Sheffield's Biblical Studies Program Survives
Following a week of protests from students and scholars around the world, the University of Sheffield decided not to close its biblical studies department. While noting the program's international reputation, a committee of university officials and humanities faculty had recommended closing the department founded by F. F. Bruce due to staff departures and variable student demand. The Faculty of Arts and Humanities had hoped to reconfigure the department as a postgraduate research center before facing backlash from students who were not consulted. Faculty have now been asked to develop short-, mid-, and long-term plans for growing the department, including new staff hires.
"The vice chancellor has said that he feels the faculty handled consultation with staff and students so badly that it cannot justify a closure," said Holly Taylor, education officer for the University of Sheffield Students' Union. "This is a great outcome for students who, just a few days ago, believed their department's days were limited. The biblical studies department at Sheffield is unique and held in extremely high regard around the world. The work students have put in over the last week to push the university to reconsider its decision is commendable and I hope the loyalty they have demonstrated to their subject, and their department, will be recognized."
Bruce, the noted author of books such as Paul: Apostle of the Heart Set Free and The New Testament Documents: Are They Reliable?, founded Sheffield's department of biblical history and literature in 1947. But not all faculty have shared Bruce's conservative convictions. Evangelically minded faculty, including Andrew Lincoln and Loveday Alexander, were not replaced with scholars who held similar views. Other faculty were "bent on the deconstruction of the Bible, and indeed of their students' faith," according to Ben Witherington, a New Testament scholar at Asbury Theological Seminary.

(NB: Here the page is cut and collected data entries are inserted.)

//! Plain path outlines and the circle/polygon/line construction helpers.
//!
//! A `Path` is an ordered element list, the geometric content a drawing
//! backend turns into its own path object. Bounding boxes follow the usual
//! drawing-API convention: every anchor point and every ellipse rect counts.

use serde::{Deserialize, Serialize};

use crate::geom2::{Affine2, Rect, Vector};

#[derive(Clone, Copy, Debug, PartialEq, Serialize, Deserialize)]
#[serde(tag = "op", rename_all = "snake_case")]
pub enum PathElement {
    MoveTo { to: Vector },
    LineTo { to: Vector },
    /// Closed ellipse inscribed in `rect`.
    Ellipse { rect: Rect },
    Close,
}

#[derive(Clone, Debug, Default, PartialEq, Serialize, Deserialize)]
pub struct Path {
    elements: Vec<PathElement>,
}

impl Path {
    pub fn new() -> Self {
        Self::default()
    }

    pub fn from_elements(elements: Vec<PathElement>) -> Self {
        Self { elements }
    }

    #[inline]
    pub fn elements(&self) -> &[PathElement] {
        &self.elements
    }

    #[inline]
    pub fn is_empty(&self) -> bool {
        self.elements.is_empty()
    }

    pub fn move_to(&mut self, p: Vector) {
        self.elements.push(PathElement::MoveTo { to: p });
    }

    pub fn line_to(&mut self, p: Vector) {
        self.elements.push(PathElement::LineTo { to: p });
    }

    pub fn add_ellipse(&mut self, rect: Rect) {
        self.elements.push(PathElement::Ellipse { rect });
    }

    pub fn close_subpath(&mut self) {
        self.elements.push(PathElement::Close);
    }

    /// Circle as the ellipse inscribed in the square around `center`.
    pub fn add_circle(&mut self, center: Vector, radius: f64) {
        self.add_ellipse(Rect::new(
            center.x - radius,
            center.y - radius,
            radius * 2.0,
            radius * 2.0,
        ));
    }

    /// Move to the first point, then a line to every point (the first one
    /// included), then close when `closed`. An empty slice adds nothing.
    pub fn add_polygon(&mut self, points: &[Vector], closed: bool) {
        let Some(first) = points.first() else {
            return;
        };
        self.move_to(*first);
        for p in points {
            self.line_to(*p);
        }
        if closed {
            self.close_subpath();
        }
    }

    pub fn add_line(&mut self, start: Vector, stop: Vector) {
        self.move_to(start);
        self.line_to(stop);
    }

    /// Anchor points of move/line elements, in order.
    pub fn points(&self) -> impl Iterator<Item = Vector> + '_ {
        self.elements.iter().filter_map(|e| match e {
            PathElement::MoveTo { to } | PathElement::LineTo { to } => Some(*to),
            _ => None,
        })
    }

    /// Smallest rect containing all anchor points and ellipse rects.
    /// None for a path with no geometry.
    pub fn bounding_box(&self) -> Option<Rect> {
        Rect::from_points(self.elements.iter().flat_map(|e| {
            let pts: Vec<Vector> = match e {
                PathElement::MoveTo { to } | PathElement::LineTo { to } => vec![*to],
                PathElement::Ellipse { rect } => vec![rect.min(), rect.max()],
                PathElement::Close => Vec::new(),
            };
            pts
        }))
    }

    /// Image under `f`. Ellipses map to the ellipse inscribed in the bounding
    /// box of the transformed rect, exact for axis-aligned scalings and
    /// translations only.
    pub fn transformed(&self, f: &Affine2) -> Path {
        let elements = self
            .elements
            .iter()
            .map(|e| match *e {
                PathElement::MoveTo { to } => PathElement::MoveTo { to: f.apply(to) },
                PathElement::LineTo { to } => PathElement::LineTo { to: f.apply(to) },
                PathElement::Ellipse { rect } => PathElement::Ellipse {
                    rect: Rect::from_points(rect.corners().map(|c| f.apply(c))).unwrap_or(rect),
                },
                PathElement::Close => PathElement::Close,
            })
            .collect();
        Path { elements }
    }
}

#[cfg(test)]
mod tests {
    use super::*;

    #[test]
    fn circle_is_inscribed_ellipse() {
        let mut p = Path::new();
        p.add_circle(Vector::new(10.0, 5.0), 2.0);
        assert_eq!(
            p.elements(),
            &[PathElement::Ellipse {
                rect: Rect::new(8.0, 3.0, 4.0, 4.0)
            }]
        );
        assert_eq!(p.bounding_box(), Some(Rect::new(8.0, 3.0, 4.0, 4.0)));
    }

    #[test]
    fn polygon_elements_closed_and_open() {
        let pts = [
            Vector::new(0.0, 0.0),
            Vector::new(4.0, 0.0),
            Vector::new(2.0, 3.0),
        ];
        let mut closed = Path::new();
        closed.add_polygon(&pts, true);
        assert_eq!(closed.elements().len(), 5);
        assert_eq!(closed.elements()[0], PathElement::MoveTo { to: pts[0] });
        assert_eq!(closed.elements()[1], PathElement::LineTo { to: pts[0] });
        assert_eq!(closed.elements()[4], PathElement::Close);

        let mut open = Path::new();
        open.add_polygon(&pts, false);
        assert_eq!(open.elements().len(), 4);
        assert_eq!(open.bounding_box(), Some(Rect::new(0.0, 0.0, 4.0, 3.0)));
    }

    #[test]
    fn empty_polygon_adds_nothing() {
        let mut p = Path::new();
        p.add_polygon(&[], true);
        assert!(p.is_empty());
        assert_eq!(p.bounding_box(), None);
    }

    #[test]
    fn close_only_path_has_no_bounds() {
        let p = Path::from_elements(vec![PathElement::Close]);
        assert!(!p.is_empty());
        assert_eq!(p.bounding_box(), None);
    }

    #[test]
    fn line_and_mixed_bounds() {
        let mut p = Path::new();
        p.add_line(Vector::new(-1.0, 2.0), Vector::new(3.0, -2.0));
        p.add_circle(Vector::new(5.0, 5.0), 1.0);
        assert_eq!(p.points().count(), 2);
        assert_eq!(p.bounding_box(), Some(Rect::new(-1.0, -2.0, 7.0, 8.0)));
    }

    #[test]
    fn transform_moves_points_and_ellipses() {
        let mut p = Path::new();
        p.add_line(Vector::new(0.0, 0.0), Vector::new(1.0, 0.0));
        p.add_circle(Vector::new(0.0, 0.0), 1.0);
        let f = Affine2::scaling(2.0, 3.0).then(&Affine2::translation(Vector::new(1.0, 1.0)));
        let q = p.transformed(&f);
        let pts: Vec<_> = q.points().collect();
        assert_eq!(pts, vec![Vector::new(1.0, 1.0), Vector::new(3.0, 1.0)]);
        assert_eq!(q.bounding_box(), Some(Rect::new(-1.0, -2.0, 4.0, 6.0)));
    }

    #[test]
    fn serde_shape_of_elements() {
        let mut p = Path::new();
        p.add_line(Vector::new(0.0, 1.0), Vector::new(2.0, 3.0));
        p.close_subpath();
        let json = serde_json::to_value(&p).unwrap();
        assert_eq!(json["elements"][0]["op"], "move_to");
        assert_eq!(json["elements"][1]["to"]["y"], 3.0);
        assert_eq!(json["elements"][2]["op"], "close");
        let back: Path = serde_json::from_value(json).unwrap();
        assert_eq!(back, p);
    }
}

When five senior lecturers left the faculty in the last two years, the department faced a crisis. The number of new students was capped at eight when the university did not hire new permanent staff. But students contended that interest remained high at both the undergraduate and graduate levels.
"I am a Christian, but apart from that I believe that the Bible—as a document that has had immeasurable impact on the world—deserves to be studied," said Benjamin Hurrell, a third-year undergraduate in the biblical studies program who organized the protests. "Sheffield takes a rare areligious (that is, largely unconcerned with religious matters) approach to the discipline, focusing on the Bible's place in the modern world, alongside the literary and historical study. For me, any organization that cultivates innovative approaches to the study of the Bible rather than retreading the same ground as everyone else deserves to be celebrated."
News of the Sheffield program's potential demise was widely reported on blogs that track biblical studies. The Society of Biblical Literature issued a call to action and encouraged scholars to contact Sheffield administrators. Even more conservative scholars, such as Darrell Bock from Dallas Theological Seminary, lamented the closing. Bock said dropping the historic discipline of biblical studies signaled a tendency toward secularization in British universities. Others noted, however, that evangelical scholarship is much stronger today than when Bruce launched the department following World War II.
"Today, evangelical Bible scholars are in universities all over the world as well as in the theological seminaries around the world," said Ward Gasque, president of the Pacific Association for Theological Studies and co-founder of Regent College. "The University of Sheffield is but one of many options where a budding young Bible scholar might choose to do a PhD … .So I would say that it would be sad to see the faculty at Sheffield close, but I am sure it will not have a significant impact on global evangelical scholarship which will continue to thrive, fired by the continued growth of evangelical educational institutions serving a growing Christian community outside of the West."